Между тем, начав работу над книгой о Французской революции, она извлекла из первой части «Десяти лет в изгнании» исторические фрагменты и общие рассуждения, согласующиеся с замыслом нового сочинения, частные же подробности оставила в воспоминаниях, к которым рассчитывала возвратиться позже; она льстила себя надеждой, что к этому времени сможет, не боясь повредить друзьям, сохранившим ей верность в несчастье, назвать их всех по имени.

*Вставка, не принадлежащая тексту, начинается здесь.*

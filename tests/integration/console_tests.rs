//! Operator console: text lines in, reply lines out.

use crate::mock_hw::{MockActuator, NoDelay, RecordingSink, TestService, factory_service};
use cocktailbot::adapters::nvs::NvsAdapter;
use cocktailbot::adapters::time::FixedClock;
use cocktailbot::adapters::usage::UsageTally;
use cocktailbot::app::console::Console;
use cocktailbot::catalog::Catalog;

type TestConsole = Console<MockActuator, NoDelay, RecordingSink, NvsAdapter, FixedClock>;

fn console() -> TestConsole {
    Console::new(
        Catalog::builtin().unwrap(),
        MockActuator::new(),
        NoDelay::default(),
        RecordingSink::new(),
        UsageTally::load(NvsAdapter::default(), FixedClock(1_700_000_000)),
    )
}

fn run(console: &mut TestConsole, svc: &mut TestService<'_>, line: &str) -> Vec<String> {
    console.handle_line(svc, line)
}

#[test]
fn make_pours_and_counts_the_drink() {
    let nvs = NvsAdapter::default();
    let mut svc = factory_service(&nvs);
    let mut con = console();

    let reply = run(&mut con, &mut svc, "make screwdriver 300");
    assert_eq!(reply, ["OK Screwdriver (300 ml) ready"]);
    assert_eq!(con.actuator().pumps(), [1, 12]);

    run(&mut con, &mut svc, "make screwdriver 200");
    let stats = run(&mut con, &mut svc, "stats");
    assert_eq!(stats[0], "2 poured, 1 different, favourite: Screwdriver");
    assert_eq!(stats[1], "   2x Screwdriver");
    assert_eq!(con.usage().get("screwdriver").unwrap().last_made, 1_700_000_000);
}

#[test]
fn manual_steps_follow_the_ready_line() {
    let nvs = NvsAdapter::default();
    let mut svc = factory_service(&nvs);
    let mut con = console();

    let reply = run(&mut con, &mut svc, "make gin-tonic 200");
    assert_eq!(
        reply,
        [
            "OK Gin & Tonic (200 ml) ready",
            "  then 143ml Tonic Water: top up with tonic",
        ]
    );
    assert_eq!(con.actuator().pumps(), [8, 9]);
}

#[test]
fn errors_come_back_as_a_single_err_line() {
    let nvs = NvsAdapter::default();
    let mut svc = factory_service(&nvs);
    let mut con = console();

    assert_eq!(
        run(&mut con, &mut svc, "make mojito 200"),
        ["ERR unknown cocktail 'mojito' (try 'menu')"]
    );
    assert_eq!(
        run(&mut con, &mut svc, "dance"),
        ["ERR unknown command 'dance' (try 'help')"]
    );
    assert_eq!(
        run(&mut con, &mut svc, "make screwdriver"),
        ["ERR missing argument: size"]
    );

    let reply = run(&mut con, &mut svc, "make screwdriver 250");
    assert_eq!(reply.len(), 1);
    assert!(reply[0].starts_with("ERR "));
    assert!(con.actuator().calls.is_empty());
    assert_eq!(con.usage().totals().total, 0);
}

#[test]
fn check_lists_what_is_short() {
    let nvs = NvsAdapter::default();
    let mut svc = factory_service(&nvs);
    let mut con = console();

    assert_eq!(
        run(&mut con, &mut svc, "check screwdriver 300"),
        ["OK Screwdriver 300ml available"]
    );
    run(&mut con, &mut svc, "level vodka 10");
    assert_eq!(
        run(&mut con, &mut svc, "check screwdriver 300"),
        ["NO Screwdriver 300ml unavailable", "  too low: vodka"]
    );
    assert!(con.actuator().calls.is_empty());
}

#[test]
fn ledger_commands_update_levels() {
    let nvs = NvsAdapter::default();
    let mut svc = factory_service(&nvs);
    let mut con = console();

    assert_eq!(run(&mut con, &mut svc, "level gin 500"), ["OK gin 500/1000 ml"]);
    assert_eq!(run(&mut con, &mut svc, "refill gin 200"), ["OK gin 700/1000 ml"]);
    assert_eq!(run(&mut con, &mut svc, "capacity gin 600"), ["OK gin 600/600 ml"]);
    assert_eq!(run(&mut con, &mut svc, "refill all"), ["OK all ingredients refilled"]);
    assert_eq!(svc.ledger().peek("gin").unwrap().current_ml, 600);
}

#[test]
fn bind_then_pumps_shows_the_table() {
    let nvs = NvsAdapter::default();
    let mut svc = factory_service(&nvs);
    let mut con = console();

    assert_eq!(run(&mut con, &mut svc, "bind 2 soda-water"), ["OK pump 2 -> soda-water"]);
    assert_eq!(run(&mut con, &mut svc, "bind 3 -"), ["OK pump 3 -> nothing"]);

    let table = run(&mut con, &mut svc, "pumps");
    assert_eq!(table.len(), svc.registry().len());
    assert!(table[1].ends_with("soda-water"));
    assert!(table[2].ends_with(" -"));
    assert!(svc.ledger().peek("soda-water").is_some());
}

#[test]
fn calibrate_and_measure_over_the_console() {
    let nvs = NvsAdapter::default();
    let mut svc = factory_service(&nvs);
    let mut con = console();

    assert_eq!(
        run(&mut con, &mut svc, "calibrate 4"),
        ["OK pump 4 ran 2000 ms, now 'measure 4 <ml>'"]
    );
    assert_eq!(run(&mut con, &mut svc, "measure 4 60"), ["OK pump 4 flow 30.00 mL/s"]);
}

#[test]
fn clean_reports_flush_count() {
    let nvs = NvsAdapter::default();
    let mut svc = factory_service(&nvs);
    let mut con = console();

    let reply = run(&mut con, &mut svc, "clean");
    assert_eq!(
        reply,
        [format!("OK cleaning complete: {} flushed, 0 failed", svc.registry().len())]
    );
}

#[test]
fn menu_lists_the_builtin_catalog() {
    let nvs = NvsAdapter::default();
    let mut svc = factory_service(&nvs);
    let mut con = console();

    let menu = run(&mut con, &mut svc, "menu");
    assert_eq!(menu.len(), con.catalog().cocktails().len());
    assert!(menu.iter().any(|l| l.starts_with("screwdriver")));
}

Таким образом, рукопись, которую мне предстояло подготовить к изданию, состояла из двух различных частей: одна представляла меньше интереса, поскольку многие ее эпизоды уже были напечатаны в составе «Размышлений о Французской революции»; другая содержала своего рода дневник, совершенно неизвестный публике. Я исполнил волю матушки, исключив из первой части рукописи все фрагменты, которые с незначительными изменениями уже были обнародованы в книге о Революции. Этим и ограничилось мое вмешательство; я не позволил себе прибавить к написанному матушкой ни единой строчки.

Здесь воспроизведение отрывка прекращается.